Brief
Reproduce exactly the lines below from the one containing "has no content." through the one containing "char, cell: Cell", including both, and nothing else.

Available data
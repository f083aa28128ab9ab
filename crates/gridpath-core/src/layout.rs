//! Text layouts: build a [`Grid`] from ASCII art.
//!
//! ```text
//! S..
//! ##.
//! ..G
//! ```
//!
//! `.` is floor, `#` is a wall, `S` marks the start and `G` the goal. All
//! lines must have the same width and exactly one `S` and one `G` must be
//! present. Leading and trailing whitespace of the whole string is trimmed,
//! as is trailing whitespace of each line (`\r\n` endings parse cleanly).
//!
//! The format is the same one produced by `Grid`'s `Display` impl.

use std::fmt;
use std::str::FromStr;

use crate::cell::Cell;
use crate::grid::{FLOOR, GOAL, Grid, START, WALL};

/// Parse a layout string into a grid.
pub fn parse(s: &str) -> Result<Grid, LayoutError> {
    let s = s.trim();
    if s.is_empty() {
        return Err(LayoutError::Empty);
    }

    let lines: Vec<&str> = s.lines().map(str::trim_end).collect();
    let width = lines[0].chars().count();

    let mut walls = Vec::new();
    let mut start = None;
    let mut goal = None;

    for (row, line) in lines.iter().enumerate() {
        let found = line.chars().count();
        if found != width {
            return Err(LayoutError::InconsistentWidth {
                line: row,
                expected: width,
                found,
            });
        }
        for (col, ch) in line.chars().enumerate() {
            let cell = Cell::new(row as i32, col as i32);
            match ch {
                FLOOR => {}
                WALL => walls.push(cell),
                START => {
                    if start.replace(cell).is_some() {
                        return Err(LayoutError::DuplicateStart(cell));
                    }
                }
                GOAL => {
                    if goal.replace(cell).is_some() {
                        return Err(LayoutError::DuplicateGoal(cell));
                    }
                }
                _ => return Err(LayoutError::InvalidChar { ch, cell }),
            }
        }
    }

    let start = start.ok_or(LayoutError::MissingStart)?;
    let goal = goal.ok_or(LayoutError::MissingGoal)?;

    let mut grid = Grid::new(lines.len() as i32, width as i32)?;
    for cell in walls {
        grid.set_wall(cell)?;
    }
    grid.set_start(start)?;
    grid.set_goal(goal)?;
    Ok(grid)
}

impl FromStr for Grid {
    type Err = LayoutError;

    fn from_str(s: &str) -> Result<Self, Self::Err> {
        parse(s)
    }
}

/// Errors that can occur when parsing a layout.
#[derive(Debug, Clone, PartialEq, Eq)]
pub enum LayoutError {
    /// The layout has no content.
    Empty,
    /// A line's width differs from the first line's.
    InconsistentWidth {
        line: usize,
        expected: usize,
        found: usize,
    },
    /// A character outside `.#SG` was found.
    InvalidChar { ch: char, cell: Cell },
    MissingStart,
    MissingGoal,
    /// A second `S` was found at the given cell.
    DuplicateStart(Cell),
    /// A second `G` was found at the given cell.
    DuplicateGoal(Cell),
    /// The parsed grid could not be built.
    Grid(crate::grid::GridError),
}

impl From<crate::grid::GridError> for LayoutError {
    fn from(err: crate::grid::GridError) -> Self {
        Self::Grid(err)
    }
}

impl fmt::Display for LayoutError {
    fn fmt(&self, f: &mut fmt::Formatter<'_>) -> fmt::Result {
        match self {
            Self::Empty => write!(f, "layout: empty"),
            Self::InconsistentWidth {
                line,
                expected,
                found,
            } => write!(
                f,
                "layout: line {line} has width {found}, expected {expected}"
            ),
            Self::InvalidChar { ch, cell } => {
                write!(f, "layout: invalid character \u{201c}{ch}\u{201d} at {cell}")
            }
            Self::MissingStart => write!(f, "layout: no start cell (S)"),
            Self::MissingGoal => write!(f, "layout: no goal cell (G)"),
            Self::DuplicateStart(cell) => write!(f, "layout: second start cell at {cell}"),
            Self::DuplicateGoal(cell) => write!(f, "layout: second goal cell at {cell}"),
            Self::Grid(err) => write!(f, "layout: {err}"),
        }
    }
}

impl std::error::Error for LayoutError {
    fn source(&self) -> Option<&(dyn std::error::Error + 'static)> {
        match self {
            Self::Grid(err) => Some(err),
            _ => None,
        }
    }
}
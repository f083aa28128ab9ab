use std::collections::{HashMap, HashSet};

use gridpath_core::{Cell, Grid};

use crate::distance::{Distance, HeuristicFn};
use crate::frontier::{Frontier, Score};
use crate::result::{Probe, SearchResult, endpoints_valid, reconstruct};
use crate::traits::Search;

/// Greedy Best-First search: always expand the cell that looks closest to
/// the goal, ignoring the cost already paid.
///
/// The predecessor of a cell is fixed the first time the cell is discovered
/// and never updated, so the returned path can be far from optimal. Maps
/// built to exploit this (see the Greedy Trap) show the difference from A*.
///
/// When `start == goal` the search returns the single-cell path before
/// touching the frontier, so it reports zero expansions and an empty trace.
///
/// The heuristic is any `Fn(Cell, Cell) -> f64`; [`Greedy::new`] uses
/// Manhattan distance and [`Greedy::with_distance`] selects a built-in.
#[derive(Debug, Clone, Copy)]
pub struct Greedy<H = HeuristicFn> {
    heuristic: H,
}

impl Greedy {
    /// Greedy search with the Manhattan heuristic.
    pub fn new() -> Self {
        Self::with_distance(Distance::Manhattan)
    }

    /// Greedy search with one of the built-in heuristics.
    pub fn with_distance(distance: Distance) -> Self {
        Self {
            heuristic: distance.heuristic(),
        }
    }
}

impl Default for Greedy {
    fn default() -> Self {
        Self::new()
    }
}

impl<H: Fn(Cell, Cell) -> f64> Greedy<H> {
    /// Greedy search with a custom heuristic.
    pub fn with_heuristic(heuristic: H) -> Self {
        Self { heuristic }
    }
}

impl<H: Fn(Cell, Cell) -> f64> Search for Greedy<H> {
    fn name(&self) -> &'static str {
        "Greedy Best-First"
    }

    fn search(&self, grid: &Grid, start: Cell, goal: Cell, trace: bool) -> SearchResult {
        let mut probe = Probe::start(self.name(), trace);
        if !endpoints_valid(self.name(), grid, start, goal) {
            return probe.unreachable();
        }
        if start == goal {
            return probe.found(vec![start]);
        }

        let h = &self.heuristic;
        let mut open: Frontier<Score, Cell> = Frontier::new();
        open.push(Score(h(start, goal)), start);

        let mut came_from: HashMap<Cell, Option<Cell>> = HashMap::from([(start, None)]);
        let mut visited: HashSet<Cell> = HashSet::new();
        let mut nbuf = Vec::with_capacity(4);

        while let Some((_, current)) = open.pop() {
            if !visited.insert(current) {
                continue;
            }
            probe.expand(current);

            if current == goal {
                return probe.found(reconstruct(&came_from, goal));
            }

            nbuf.clear();
            grid.neighbors_into(current, &mut nbuf);

            for &next in nbuf.iter() {
                if visited.contains(&next) {
                    continue;
                }
                // First discovery wins.
                came_from.entry(next).or_insert(Some(current));
                open.push(Score(h(next, goal)), next);
            }
        }

        probe.unreachable()
    }
}
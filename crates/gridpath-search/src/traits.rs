use gridpath_core::{Cell, Grid};

use crate::result::SearchResult;

/// A single-query grid search strategy.
///
/// Implementations read the grid only through [`Grid::is_valid`] and
/// [`Grid::neighbors`], own all their working state for the duration of
/// the call, and never fail: an unreachable goal is an ordinary
/// [`SearchResult`] without a path.
pub trait Search {
    /// Human-readable algorithm name, used in logs and reports.
    fn name(&self) -> &'static str;

    /// Search from `start` to `goal`. When `trace` is set the result carries
    /// the expansion order.
    ///
    /// When `start == goal` the path is `[start]` with cost 0. A*, Dijkstra,
    /// BFS and DFS pop the start first and report one expansion; Greedy
    /// returns before searching and reports none.
    fn search(&self, grid: &Grid, start: Cell, goal: Cell, trace: bool) -> SearchResult;

    /// Search between the grid's own start and goal, without a trace.
    fn run(&self, grid: &Grid) -> SearchResult {
        self.search(grid, grid.start(), grid.goal(), false)
    }

    /// Search between the grid's own start and goal, recording the trace.
    fn run_traced(&self, grid: &Grid) -> SearchResult {
        self.search(grid, grid.start(), grid.goal(), true)
    }
}
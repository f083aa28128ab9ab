use std::collections::{HashSet, VecDeque};

use gridpath_core::{Cell, Grid};

use crate::result::{Probe, SearchResult, endpoints_valid};
use crate::traits::Search;

/// Breadth-first search over a FIFO queue of partial paths.
///
/// A cell may be queued several times through different partial paths; the
/// first pop marks it visited and later copies are skipped. With unit edge
/// costs the first path popped at the goal has the fewest steps.
#[derive(Debug, Clone, Copy, Default, PartialEq, Eq)]
pub struct Bfs;

impl Search for Bfs {
    fn name(&self) -> &'static str {
        "BFS"
    }

    fn search(&self, grid: &Grid, start: Cell, goal: Cell, trace: bool) -> SearchResult {
        let mut probe = Probe::start(self.name(), trace);
        if !endpoints_valid(self.name(), grid, start, goal) {
            return probe.unreachable();
        }

        let mut queue: VecDeque<Vec<Cell>> = VecDeque::from([vec![start]]);
        let mut visited: HashSet<Cell> = HashSet::new();
        let mut nbuf = Vec::with_capacity(4);

        while let Some(path) = queue.pop_front() {
            let Some(&node) = path.last() else {
                continue;
            };
            if !visited.insert(node) {
                continue;
            }
            probe.expand(node);

            if node == goal {
                return probe.found(path);
            }

            nbuf.clear();
            grid.neighbors_into(node, &mut nbuf);

            for &next in nbuf.iter() {
                if visited.contains(&next) {
                    continue;
                }
                let mut next_path = path.clone();
                next_path.push(next);
                queue.push_back(next_path);
            }
        }

        probe.unreachable()
    }
}
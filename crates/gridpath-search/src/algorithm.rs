use std::fmt;
use std::str::FromStr;

use gridpath_core::{Cell, Grid};

use crate::distance::Distance;
use crate::result::SearchResult;
use crate::traits::Search;
use crate::{AStar, Bfs, Dfs, Dijkstra, Greedy};

/// The closed set of selectable algorithms.
///
/// `Algorithm` implements [`Search`] by dispatching to the matching unit
/// struct. Greedy uses Manhattan distance unless a heuristic is given via
/// [`Algorithm::search_with`].
#[derive(Debug, Clone, Copy, PartialEq, Eq, Hash)]
#[cfg_attr(feature = "serde", derive(serde::Serialize, serde::Deserialize))]
pub enum Algorithm {
    AStar,
    Dijkstra,
    Greedy,
    Bfs,
    Dfs,
}

impl Algorithm {
    /// All algorithms, in menu/report order.
    pub const ALL: [Algorithm; 5] = [
        Algorithm::AStar,
        Algorithm::Dijkstra,
        Algorithm::Greedy,
        Algorithm::Bfs,
        Algorithm::Dfs,
    ];

    /// Short lowercase identifier, accepted by `FromStr`.
    pub fn slug(self) -> &'static str {
        match self {
            Self::AStar => "astar",
            Self::Dijkstra => "dijkstra",
            Self::Greedy => "greedy",
            Self::Bfs => "bfs",
            Self::Dfs => "dfs",
        }
    }

    /// Whether the algorithm takes a heuristic choice.
    pub fn uses_heuristic(self) -> bool {
        matches!(self, Self::Greedy)
    }

    /// Run with an explicit heuristic. Only Greedy consults it; A* always
    /// uses Manhattan distance.
    pub fn search_with(
        self,
        grid: &Grid,
        start: Cell,
        goal: Cell,
        trace: bool,
        heuristic: Distance,
    ) -> SearchResult {
        match self {
            Self::AStar => AStar.search(grid, start, goal, trace),
            Self::Dijkstra => Dijkstra.search(grid, start, goal, trace),
            Self::Greedy => Greedy::with_distance(heuristic).search(grid, start, goal, trace),
            Self::Bfs => Bfs.search(grid, start, goal, trace),
            Self::Dfs => Dfs.search(grid, start, goal, trace),
        }
    }
}

impl Search for Algorithm {
    fn name(&self) -> &'static str {
        match self {
            Self::AStar => AStar.name(),
            Self::Dijkstra => Dijkstra.name(),
            Self::Greedy => Greedy::new().name(),
            Self::Bfs => Bfs.name(),
            Self::Dfs => Dfs.name(),
        }
    }

    fn search(&self, grid: &Grid, start: Cell, goal: Cell, trace: bool) -> SearchResult {
        self.search_with(grid, start, goal, trace, Distance::default())
    }
}

impl fmt::Display for Algorithm {
    fn fmt(&self, f: &mut fmt::Formatter<'_>) -> fmt::Result {
        f.write_str(self.name())
    }
}

impl FromStr for Algorithm {
    type Err = ParseAlgorithmError;

    /// Accepts the slug, the display name, or the 1-based menu number.
    fn from_str(s: &str) -> Result<Self, Self::Err> {
        let key = s.trim().to_ascii_lowercase();
        let found = match key.as_str() {
            "a*" | "a-star" | "1" => Some(Self::AStar),
            "2" => Some(Self::Dijkstra),
            "greedy best-first" | "gbfs" | "3" => Some(Self::Greedy),
            "4" => Some(Self::Bfs),
            "5" => Some(Self::Dfs),
            _ => Self::ALL.into_iter().find(|a| a.slug() == key),
        };
        found.ok_or_else(|| ParseAlgorithmError(s.to_string()))
    }
}

/// Returned when an algorithm name is not recognised.
#[derive(Debug, Clone, PartialEq, Eq)]
pub struct ParseAlgorithmError(pub String);

impl fmt::Display for ParseAlgorithmError {
    fn fmt(&self, f: &mut fmt::Formatter<'_>) -> fmt::Result {
        write!(f, "unknown algorithm \u{201c}{}\u{201d}", self.0)
    }
}

impl std::error::Error for ParseAlgorithmError {}

#[cfg(test)]
mod tests {
    use super::*;
    use crate::testutil::layout;

    #[test]
    fn parse_names() {
        for a in Algorithm::ALL {
            assert_eq!(a.slug().parse(), Ok(a));
            assert_eq!(a.name().parse(), Ok(a));
        }
        assert_eq!("A*".parse(), Ok(Algorithm::AStar));
        assert_eq!(" 4 ".parse(), Ok(Algorithm::Bfs));
        assert_eq!(
            "bidirectional".parse::<Algorithm>(),
            Err(ParseAlgorithmError("bidirectional".into()))
        );
    }

    #[test]
    fn dispatch_matches_direct_calls() {
        let g = layout("S#...\n.#.#.\n...#.\n##...\n...#G");
        assert_eq!(Algorithm::AStar.run(&g).path, AStar.run(&g).path);
        assert_eq!(Algorithm::Dijkstra.run(&g).expanded, Dijkstra.run(&g).expanded);
        assert_eq!(Algorithm::Greedy.run(&g).path, Greedy::new().run(&g).path);
        assert_eq!(Algorithm::Bfs.run(&g).path, Bfs.run(&g).path);
        assert_eq!(Algorithm::Dfs.run(&g).path, Dfs.run(&g).path);
    }

    #[test]
    fn heuristic_only_affects_greedy() {
        let g = layout("S#...\n.#.#.\n...#.\n##...\n...#G");
        let (s, t) = (g.start(), g.goal());
        let m = Algorithm::Greedy.search_with(&g, s, t, false, Distance::Manhattan);
        let e = Algorithm::Greedy.search_with(&g, s, t, false, Distance::Euclidean);
        assert_eq!(m.expanded, 10);
        assert_eq!(e.expanded, 9);
        let a = Algorithm::AStar.search_with(&g, s, t, false, Distance::Euclidean);
        assert_eq!(a.path, AStar.run(&g).path);
        assert!(Algorithm::Greedy.uses_heuristic());
        assert!(!Algorithm::Bfs.uses_heuristic());
    }

    #[test]
    fn display_names() {
        let names: Vec<String> = Algorithm::ALL.iter().map(|a| a.to_string()).collect();
        assert_eq!(
            names,
            ["A*", "Dijkstra", "Greedy Best-First", "BFS", "DFS"]
        );
    }
}
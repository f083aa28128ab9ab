use std::collections::HashSet;

use gridpath_core::{Cell, Grid};

use crate::distance::manhattan;
use crate::frontier::Frontier;
use crate::result::{Probe, SearchResult, endpoints_valid};
use crate::traits::Search;

/// A* search with the Manhattan heuristic.
///
/// The frontier is keyed by `f = g + h` with FIFO tie-breaking. Each entry
/// carries its own copy of the path that reached it, and cells that were
/// already closed are discarded when popped again. Manhattan distance never
/// overestimates on a 4-connected unit-cost grid, so the first path accepted
/// at the goal is a shortest one.
#[derive(Debug, Clone, Copy, Default, PartialEq, Eq)]
pub struct AStar;

impl Search for AStar {
    fn name(&self) -> &'static str {
        "A*"
    }

    fn search(&self, grid: &Grid, start: Cell, goal: Cell, trace: bool) -> SearchResult {
        let mut probe = Probe::start(self.name(), trace);
        if !endpoints_valid(self.name(), grid, start, goal) {
            return probe.unreachable();
        }

        // (g, path) ride alongside each f-keyed entry.
        let mut open: Frontier<i32, (i32, Vec<Cell>)> = Frontier::new();
        open.push(manhattan(start, goal), (0, vec![start]));

        let mut closed: HashSet<Cell> = HashSet::new();
        let mut nbuf = Vec::with_capacity(4);

        while let Some((_, (g, path))) = open.pop() {
            let Some(&current) = path.last() else {
                continue;
            };

            // Stale duplicate of a closed cell.
            if !closed.insert(current) {
                continue;
            }
            probe.expand(current);

            if current == goal {
                return probe.found(path);
            }

            nbuf.clear();
            grid.neighbors_into(current, &mut nbuf);

            for &next in nbuf.iter() {
                if closed.contains(&next) {
                    continue;
                }
                let next_g = g + 1;
                let mut next_path = Vec::with_capacity(path.len() + 1);
                next_path.extend_from_slice(&path);
                next_path.push(next);
                open.push(next_g + manhattan(next, goal), (next_g, next_path));
            }
        }

        probe.unreachable()
    }
}
use std::sync::Arc;

use clap::Args;
use tokio::task::JoinSet;

pub use crate::core::actions::init::InitError;
use crate::core::{
    contracts::ContractName,
    resources::artifacts::{ArtifactError, ArtifactsResource},
};

use super::{artifact_store, GlobalArgs};

/// Check that every contract artifact can be read
///
/// Reports, per contract, where its artifact is expected and whether it
/// can be read. Fails if any artifact is unavailable.
#[derive(Args)]
pub struct Check {}

impl Check {
    pub async fn run(&self, global: &GlobalArgs) -> Result<(), InitError> {
        let settings = global.settings()?;
        let artifacts_resource = Arc::new(artifact_store(&settings));

        let mut lookups = JoinSet::new();
        for contract in ContractName::ALL {
            let artifacts_resource = artifacts_resource.clone();
            lookups.spawn(async move {
                let result = artifacts_resource.get_artifact(contract).await;
                (contract, result)
            });
        }

        let mut results: Vec<(ContractName, Result<_, ArtifactError>)> = Vec::new();
        while let Some(joined) = lookups.join_next().await {
            let result = joined.map_err(|e| {
                InitError::CustomError(format!("Artifact lookup did not complete: {}", e))
            })?;
            results.push(result);
        }
        results.sort_by_key(|(contract, _)| *contract);

        let mut missing = Vec::new();
        for (contract, result) in results {
            let path = artifacts_resource.artifact_path(contract);
            match result {
                Ok(_) => println!("ok       {} ({})", contract, path.display()),
                Err(e) => {
                    println!("missing  {}: {}", contract, e);
                    missing.push(contract);
                }
            }
        }

        if missing.is_empty() {
            Ok(())
        } else {
            Err(InitError::MissingArtifactsError(missing))
        }
    }
}
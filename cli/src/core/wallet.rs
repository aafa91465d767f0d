use serde::{Deserialize, Serialize};

pub const DEFAULT_APP_NAME: &str = "CryptoDevs DAO";
pub const DEFAULT_PROJECT_ID: &str = "ebdc5e933f6d66c03c71fed25598f60d";

/// The network the DAO is deployed to.
#[derive(Clone, Copy, Debug, Default, PartialEq, Eq, Serialize, Deserialize)]
#[serde(rename_all = "lowercase")]
pub enum Chain {
    #[default]
    Sepolia,
}

impl Chain {
    pub fn id(&self) -> u64 {
        match self {
            Chain::Sepolia => 11155111,
        }
    }

    pub fn name(&self) -> &'static str {
        match self {
            Chain::Sepolia => "sepolia",
        }
    }
}

/// Where the wallet connection reads chain data from.
#[derive(Clone, Debug, Default, PartialEq, Eq, Serialize, Deserialize)]
#[serde(rename_all = "camelCase", tag = "kind")]
pub enum DataProvider {
    /// The public RPC endpoints of the chain
    #[default]
    Public,
    /// A custom JSON-RPC endpoint
    JsonRpc { url: String },
}

/// Settings handed to the wallet-connection provider wrapping the
/// application.
#[derive(Clone, Debug, PartialEq, Eq, Serialize)]
#[serde(rename_all = "camelCase")]
pub struct WalletConfig {
    pub app_name: String,
    pub project_id: String,
    #[serde(serialize_with = "serialize_chain")]
    pub chain: Chain,
    pub provider: DataProvider,
    pub auto_connect: bool,
}

impl Default for WalletConfig {
    fn default() -> Self {
        WalletConfig {
            app_name: DEFAULT_APP_NAME.to_owned(),
            project_id: DEFAULT_PROJECT_ID.to_owned(),
            chain: Chain::default(),
            provider: DataProvider::default(),
            auto_connect: true,
        }
    }
}

fn serialize_chain<S: serde::Serializer>(chain: &Chain, serializer: S) -> Result<S::Ok, S::Error> {
    #[derive(Serialize)]
    struct ChainInfo {
        id: u64,
        name: &'static str,
    }

    ChainInfo {
        id: chain.id(),
        name: chain.name(),
    }
    .serialize(serializer)
}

Answer to this exercise
    /// The layout has no content.
    Empty,
    /// A line's width differs from the first line's.
    InconsistentWidth {
        line: usize,
        expected: usize,
        found: usize,
    },
    /// A character outside `.#SG` was found.
    InvalidChar { ch: char, cell: Cell },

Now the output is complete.